Le régime chômage est mort, vive le régime chômage ! On le sait, les périodes de crise sont particulièrement difficiles pour les régimes d’assurance chômage puisque la hausse du nombre de chômeurs augmente mécaniquement le montant total de prestations données aux demandeurs d’emploi, aggravant d’autant le déficit du régime.
Mais, au-delà des causes conjoncturelles bien réelles (encore 29 700 demandeurs d’emploi supplémentaires en décembre 2012, sachant que l’Unédic en prévoit 178 000 de plus pour l’année 2013), c’est bien l’organisation structurelle du régime d’assurance chômage qui est remise en cause par le rapport publiée le 22 janvier par la Cour des Comptes . Il est ainsi mis en avant les points suivants :

  • Une couverture du risque chômage plus favorable que dans d’autres pays
  • Une insuffisante mobilisation du chômage partiel
  • Des contrats aidés nombreux mais peu efficaces
  • Une formation professionnelle qui profite surtout aux salariés déjà les mieux formés
  • Une multiplication des acteurs.

Le Président de la République et le Gouvernement ont fait des négociations entre les partenaires sociaux un levier majeur de transformation de l’action publique, s’inspirant ainsi en partie du « modèle Allemand ». Cela a déjà donné lieu à un premier accord début janvier 2013 sur la sécurisation de l’emploi, signé par le patronat et par trois syndicats (CFDT, CFTC, CGC), et permettant d’introduire de la fameuse « flexi-sécurité » dans le marché de l’emploi.
D’ores et déjà des entreprises – comme Renault qui a dévoilé hier ses propositions finales pour l’accord de compétitivité 2013-2016 – se sont engouffrées dans l’esprit de cet accord qui doit désormais être traduit dans le projet de loi du Gouvernement.
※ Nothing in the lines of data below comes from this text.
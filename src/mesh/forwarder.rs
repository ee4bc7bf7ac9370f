// Licensed under the Apache License, Version 2.0 or the MIT License.
// SPDX-License-Identifier: Apache-2.0 OR MIT

//! The mesh forwarder: per-destination send queues, next-hop resolution,
//! send-retry bookkeeping, indirect transmission to sleepy children, and
//! the forward-vs-deliver decision on receive (`SPEC_FULL.md` §4.5).
//!
//! Grounded on `thread_utils.rs`'s RLOC16 helpers
//! (`examples/tock-tock/capsules/extra/src/net/thread/thread_utils.rs`) for
//! the addressing this operates on; the queue/retry/indirect machinery
//! itself has no counterpart retrieved in the pack and is built from
//! §4.5's text directly, reusing [`crate::message::queue::MessageQueue`]
//! and repurposing [`crate::message::pool::MessagePool::timeout`] as a
//! per-message retry counter rather than adding a side table.

use log::{debug, trace, warn};

use crate::error::{Result, ThreadError};
use crate::mesh::header::MeshHeader;
use crate::message::pool::{MessageId, MessagePool};
use crate::message::queue::MessageQueue;
use crate::net::mac_address::{MacAddress, Rloc16};

/// Concurrently-tracked destination queues: one per direct neighbor or
/// sleepy child currently owed traffic. Mirrors
/// [`crate::mle::neighbor::MAX_NEIGHBORS`] without depending on `mle`.
pub const MAX_DESTINATIONS: usize = 32;

/// `SPEC_FULL.md` §4.5: "requeue for retry... up to a small retry budget".
pub const MAX_SEND_RETRIES: u32 = 3;

/// Implemented by whatever resolves a RLOC16 destination to the MAC address
/// of the next hop — a direct neighbor, or the result of
/// `MleRouter::GetNextHop` for a multi-hop destination (`SPEC_FULL.md`
/// §4.5). Kept as a trait so `mesh` has no upward dependency on `mle`.
pub trait NextHopResolver {
    fn next_hop(&self, destination: Rloc16) -> Option<MacAddress>;
}

/// Implemented by the neighbor table so a successful send can update
/// `last_heard` without `mesh` depending on `mle`.
pub trait NeighborLastHeard {
    fn mark_heard(&mut self, mac: &MacAddress, now_ms: u32);
}

/// Implemented by the neighbor/child table so the forwarder knows which
/// destinations require indirect (poll-triggered) transmission
/// (`SPEC_FULL.md` §4.5: "Indirect transmission").
pub trait SleepyChildren {
    fn is_sleepy(&self, mac: &MacAddress) -> bool;
}

/// What a received, mesh-headered datagram should do next.
#[derive(Clone, Copy, Debug, Eq, PartialEq)]
pub enum Disposition {
    /// Final destination is this node (or no Mesh Header was present):
    /// hand the payload up to 6LoWPAN decompression and IPv6 delivery.
    Deliver,
    /// Not ours: re-enqueue toward `header`'s (hop-decremented) next hop.
    Forward(MeshHeader),
}

/// `SPEC_FULL.md` §4.5: "dispatch IPv6 to either local delivery... or
/// forward (decrement hop limit, re-enqueue)."
pub fn process_received(header: MeshHeader, own_rloc16: Rloc16) -> Result<Disposition> {
    if header.final_destination == own_rloc16 {
        return Ok(Disposition::Deliver);
    }
    match header.decrement_hops() {
        Some(decremented) => Ok(Disposition::Forward(decremented)),
        None => {
            warn!(target: "thread_core::mesh", "mesh datagram exhausted hop limit, dropping");
            Err(ThreadError::Drop)
        }
    }
}

#[derive(Clone, Copy)]
struct Destination {
    mac: MacAddress,
    in_use: bool,
    indirect: bool,
}

impl Destination {
    const fn empty() -> Self {
        Self {
            mac: MacAddress::Short(0),
            in_use: false,
            indirect: false,
        }
    }
}

/// Owns one [`MessageQueue`] per tracked destination plus the single
/// in-flight-send slot the concurrency model allows
/// (`SPEC_FULL.md` §5: "MAC transmissions complete... before the next
/// transmission to the same radio is started").
pub struct MeshForwarder {
    destinations: [Destination; MAX_DESTINATIONS],
    queues: [MessageQueue; MAX_DESTINATIONS],
    in_flight: Option<(usize, MessageId)>,
    dropped: u32,
}

impl MeshForwarder {
    pub fn new() -> Self {
        Self {
            destinations: [Destination::empty(); MAX_DESTINATIONS],
            queues: core::array::from_fn(|_| MessageQueue::new()),
            in_flight: None,
            dropped: 0,
        }
    }

    /// Total datagrams dropped after exhausting the retry budget, for
    /// diagnostics (`SPEC_FULL.md` §4.5: "drop with diagnostic").
    pub fn dropped_count(&self) -> u32 {
        self.dropped
    }

    fn find(&self, mac: &MacAddress) -> Option<usize> {
        self.destinations.iter().position(|d| d.in_use && d.mac == *mac)
    }

    fn find_or_allocate(&mut self, mac: MacAddress, indirect: bool) -> Result<usize> {
        if let Some(idx) = self.find(&mac) {
            return Ok(idx);
        }
        let idx = self
            .destinations
            .iter()
            .position(|d| !d.in_use)
            .ok_or(ThreadError::NoBufs)?;
        self.destinations[idx] = Destination {
            mac,
            in_use: true,
            indirect,
        };
        Ok(idx)
    }

    /// Resolves `destination` to a next hop and enqueues `msg` on its
    /// per-destination (or per-child, if sleepy) send queue
    /// (`SPEC_FULL.md` §4.5).
    pub fn send<R, S>(
        &mut self,
        pool: &MessagePool,
        destination: Rloc16,
        msg: MessageId,
        resolver: &R,
        sleepy: &S,
    ) -> Result<()>
    where
        R: NextHopResolver,
        S: SleepyChildren,
    {
        let mac = resolver.next_hop(destination).ok_or(ThreadError::NoRoute)?;
        let indirect = sleepy.is_sleepy(&mac);
        let idx = self.find_or_allocate(mac, indirect)?;
        pool.set_timeout(msg, 0)?;
        self.queues[idx].enqueue(pool, msg)?;
        trace!(target: "thread_core::mesh", "queued message for rloc16={:#06x} indirect={}", destination.as_u16(), indirect);
        Ok(())
    }

    /// Pops the next message owed to a directly-transmitted (non-sleepy)
    /// destination, marking it as the single in-flight send. Returns
    /// `None` if every queue is empty or a send is already in flight.
    pub fn dequeue_next(&mut self, pool: &MessagePool) -> Result<Option<(MacAddress, MessageId)>> {
        if self.in_flight.is_some() {
            return Ok(None);
        }
        for idx in 0..MAX_DESTINATIONS {
            if !self.destinations[idx].in_use || self.destinations[idx].indirect {
                continue;
            }
            if let Some(msg) = self.queues[idx].dequeue(pool)? {
                self.in_flight = Some((idx, msg));
                return Ok(Some((self.destinations[idx].mac, msg)));
            }
        }
        Ok(None)
    }

    /// Pops one message held for `child`, only ever called once the child
    /// has polled with a Data Request (`SPEC_FULL.md` §4.5: "Indirect
    /// transmission").
    pub fn poll_indirect(&mut self, pool: &MessagePool, child: &MacAddress) -> Result<Option<MessageId>> {
        let Some(idx) = self.find(child) else {
            return Ok(None);
        };
        if !self.destinations[idx].indirect || self.in_flight.is_some() {
            return Ok(None);
        }
        let msg = self.queues[idx].dequeue(pool)?;
        if let Some(msg) = msg {
            self.in_flight = Some((idx, msg));
        }
        Ok(msg)
    }

    /// Completes the single in-flight send. On success, clears it and
    /// marks the neighbor heard. On a transient MAC failure, re-enqueues
    /// up to [`MAX_SEND_RETRIES`] times before dropping
    /// (`SPEC_FULL.md` §4.5: "requeue for retry... or drop with
    /// diagnostic").
    pub fn send_done<N: NeighborLastHeard>(
        &mut self,
        pool: &MessagePool,
        success: bool,
        transient_failure: bool,
        neighbors: &mut N,
        now_ms: u32,
    ) -> Result<()> {
        let Some((idx, msg)) = self.in_flight.take() else {
            return Err(ThreadError::InvalidState);
        };
        let mac = self.destinations[idx].mac;
        if success {
            neighbors.mark_heard(&mac, now_ms);
            pool.free(msg)?;
            return Ok(());
        }
        if transient_failure {
            let retries = pool.timeout(msg)? + 1;
            if retries <= MAX_SEND_RETRIES {
                pool.set_timeout(msg, retries)?;
                debug!(target: "thread_core::mesh", "requeueing send, attempt {} of {}", retries, MAX_SEND_RETRIES);
                self.queues[idx].enqueue(pool, msg)?;
                return Ok(());
            }
        }
        warn!(target: "thread_core::mesh", "dropping message after send failure");
        self.dropped += 1;
        pool.free(msg)?;
        Ok(())
    }

    /// Drops a tracked destination (e.g. the neighbor left the network),
    /// freeing every message still queued for it.
    pub fn remove_destination(&mut self, pool: &MessagePool, mac: &MacAddress) -> Result<()> {
        let Some(idx) = self.find(mac) else {
            return Ok(());
        };
        while let Some(msg) = self.queues[idx].dequeue(pool)? {
            pool.free(msg)?;
        }
        self.destinations[idx].in_use = false;
        Ok(())
    }
}

impl Default for MeshForwarder {
    fn default() -> Self {
        Self::new()
    }
}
Les constats de la Cour des comptes doivent aujourd’hui impérativement être mis sur la table des négociations pour poursuivre ce nouveau dialogue social. Car outre la survie financière à long terme du régime chômage, c’est bien l’équité et l’efficience du système qui est à revoir :

  • Est-il acceptable que les salariés les mieux formé profitent le plus des dispositifs de formation professionnelle alors que la formation des demandeurs d’emploi les moins qualifiés est un sésame important de retour à l’emploi ?
  • Est-il acceptable que des sociétés de production audiovisuelles utilisent le système des intermittents du spectacle pour payer à moindre frais des quasi CDI ?
  • Est-il acceptable que des niveaux d’indemnisation très élevés perdurent pour des personnes qui étaient très bien payées, mettant ainsi en difficulté le système qui doit d’abord soutenir et accompagner les personnes en situation précaire ?

Il ne s’agit pas de promettre du sang, de la sueur et des larmes aux demandeurs d’emploi ; bien au contraire il faut espérer du courage, du courage et encore du courage aux différents décideurs pour remettre le système au service de ceux qui en ont le plus besoin.